Aramco nonetheless made a significant amount of money between April and June, even with the lower profit (Exxon Mobil made $7.9 billion and Shell $5 billion), and $30 billion for the entire year.
The Numbers: Profits that fluctuate with the price of oil
Due in significant part to the drop in oil prices since last year, major energy businesses have been reporting reduced profits.

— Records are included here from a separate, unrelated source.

//! Items Repository

use jiff_sqlx::Timestamp as SqlxTimestamp;
use reprieve::{Category, DiscountPercent, RescueState};
use sqlx::{FromRow, Postgres, Row, Transaction, postgres::PgRow, query, query_as};

use crate::domain::{
    columns::{amount_to_i64, column_error, try_get_amount, try_get_parsed},
    items::{
        data::{NewItem, Restock},
        records::{ItemRecord, ItemUuid},
    },
    locations::records::LocationUuid,
};

const CREATE_ITEM_SQL: &str = include_str!("sql/create_item.sql");
const GET_ITEM_SQL: &str = include_str!("sql/get_item.sql");
const LIST_ITEMS_SQL: &str = include_str!("sql/list_items.sql");
const DELETE_ITEM_SQL: &str = include_str!("sql/delete_item.sql");
const RESTOCK_ITEM_SQL: &str = include_str!("sql/restock_item.sql");

#[derive(Debug, Clone, Default)]
pub(crate) struct PgItemsRepository;

impl PgItemsRepository {
    #[must_use]
    pub(crate) fn new() -> Self {
        Self
    }

    pub(crate) async fn create_item(
        &self,
        tx: &mut Transaction<'_, Postgres>,
        item: NewItem,
    ) -> Result<ItemRecord, sqlx::Error> {
        let quantity = quantity_to_i32(item.quantity_on_hand)?;
        let base_price = amount_to_i64("base_price", item.base_price)?;

        query_as::<Postgres, ItemRecord>(CREATE_ITEM_SQL)
            .bind(item.uuid.into_uuid())
            .bind(item.location_uuid.into_uuid())
            .bind(item.name)
            .bind(item.category.as_str())
            .bind(quantity)
            .bind(item.expires_at.map(SqlxTimestamp::from))
            .bind(base_price)
            .fetch_one(&mut **tx)
            .await
    }

    pub(crate) async fn get_item(
        &self,
        tx: &mut Transaction<'_, Postgres>,
        item: ItemUuid,
    ) -> Result<ItemRecord, sqlx::Error> {
        query_as::<Postgres, ItemRecord>(GET_ITEM_SQL)
            .bind(item.into_uuid())
            .fetch_one(&mut **tx)
            .await
    }

    pub(crate) async fn list_items(
        &self,
        tx: &mut Transaction<'_, Postgres>,
        location: LocationUuid,
    ) -> Result<Vec<ItemRecord>, sqlx::Error> {
        query_as::<Postgres, ItemRecord>(LIST_ITEMS_SQL)
            .bind(location.into_uuid())
            .fetch_all(&mut **tx)
            .await
    }

    pub(crate) async fn delete_item(
        &self,
        tx: &mut Transaction<'_, Postgres>,
        item: ItemUuid,
    ) -> Result<u64, sqlx::Error> {
        let rows_affected = query(DELETE_ITEM_SQL)
            .bind(item.into_uuid())
            .execute(&mut **tx)
            .await?
            .rows_affected();

        Ok(rows_affected)
    }

    pub(crate) async fn restock_item(
        &self,
        tx: &mut Transaction<'_, Postgres>,
        item: ItemUuid,
        restock: Restock,
    ) -> Result<ItemRecord, sqlx::Error> {
        let quantity = quantity_to_i32(restock.quantity_on_hand)?;

        query_as::<Postgres, ItemRecord>(RESTOCK_ITEM_SQL)
            .bind(item.into_uuid())
            .bind(quantity)
            .bind(restock.expires_at.map(SqlxTimestamp::from))
            .fetch_one(&mut **tx)
            .await
    }
}

fn quantity_to_i32(quantity: u32) -> sqlx::Result<i32> {
    i32::try_from(quantity).map_err(|e| column_error("quantity_on_hand", e))
}

impl<'r> FromRow<'r, PgRow> for ItemRecord {
    fn from_row(row: &'r PgRow) -> sqlx::Result<Self> {
        let quantity: i32 = row.try_get("quantity_on_hand")?;
        let quantity_on_hand =
            u32::try_from(quantity).map_err(|e| column_error("quantity_on_hand", e))?;

        let discount: i16 = row.try_get("discount_percent")?;
        let discount = u16::try_from(discount)
            .map_err(|e| column_error("discount_percent", e))
            .and_then(|percent| {
                DiscountPercent::new(percent).map_err(|e| column_error("discount_percent", e))
            })?;

        Ok(Self {
            uuid: ItemUuid::from_uuid(row.try_get("uuid")?),
            location_uuid: LocationUuid::from_uuid(row.try_get("location_uuid")?),
            name: row.try_get("name")?,
            category: try_get_parsed::<Category>(row, "category")?,
            quantity_on_hand,
            expires_at: row
                .try_get::<Option<SqlxTimestamp>, _>("expires_at")?
                .map(SqlxTimestamp::to_jiff),
            base_price: try_get_amount(row, "base_price")?,
            current_price: try_get_amount(row, "current_price")?,
            discount,
            rescue_state: try_get_parsed::<RescueState>(row, "rescue_state")?,
            flagged_at: row
                .try_get::<Option<SqlxTimestamp>, _>("flagged_at")?
                .map(SqlxTimestamp::to_jiff),
            created_at: row.try_get::<SqlxTimestamp, _>("created_at")?.to_jiff(),
            updated_at: row.try_get::<SqlxTimestamp, _>("updated_at")?.to_jiff(),
            deleted_at: row
                .try_get::<Option<SqlxTimestamp>, _>("deleted_at")?
                .map(SqlxTimestamp::to_jiff),
        })
    }
}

According to Aramco, the average oil price in the second quarter was slightly under $79 per barrel, a decrease from around $113 during the same time last year. Following Russia’s invasion of Ukraine, oil prices spiked and have since gradually decreased.
Aramco reported a 12 percent increase in capital expenditures, a type of spending that implies investment in its operations, to $10.5 billion despite the decreased profitability.
A notable increase in shareholder compensation
In its earnings report, Aramco made headlines by announcing plans to increase dividend payments to shareholders. The firm announced it would pay an additional dividend based on the performance of the company in addition to its standard quarterly payout of $19.5 billion, up 4 percent from a year earlier. Payouts will continue over the following five quarters, totaling a little under $10 billion in the third quarter.
The Saudi government owns the majority of Aramco, and the company’s profits are a significant source of funding for the government.
RBC Capital Markets analysts called the increased dividend “the next logical step” and pointed out that Aramco was hoarding a lot of cash.
Investments are required for “energy security.”
Amin H. Nasser, the CEO of Aramco, emphasized in a statement the significance of additional investments in energy, including climate-friendly alternatives like “blue” ammonia, which is produced using renewable energy.
“Our outlook for the medium to long term has not changed. “Continuous investments in energy projects will be necessary to safeguard energy security with a recovery anticipated in the larger global economy along with increased activity in the aviation sector,” Mr. Nasser added. “At the same time, we remain optimistic about the potential for new technologies to reduce our operational emissions, and our recent shipments of blue ammonia to Asia highlight the growing market interest in the potential of alternative, lower-carbon energy solutions.”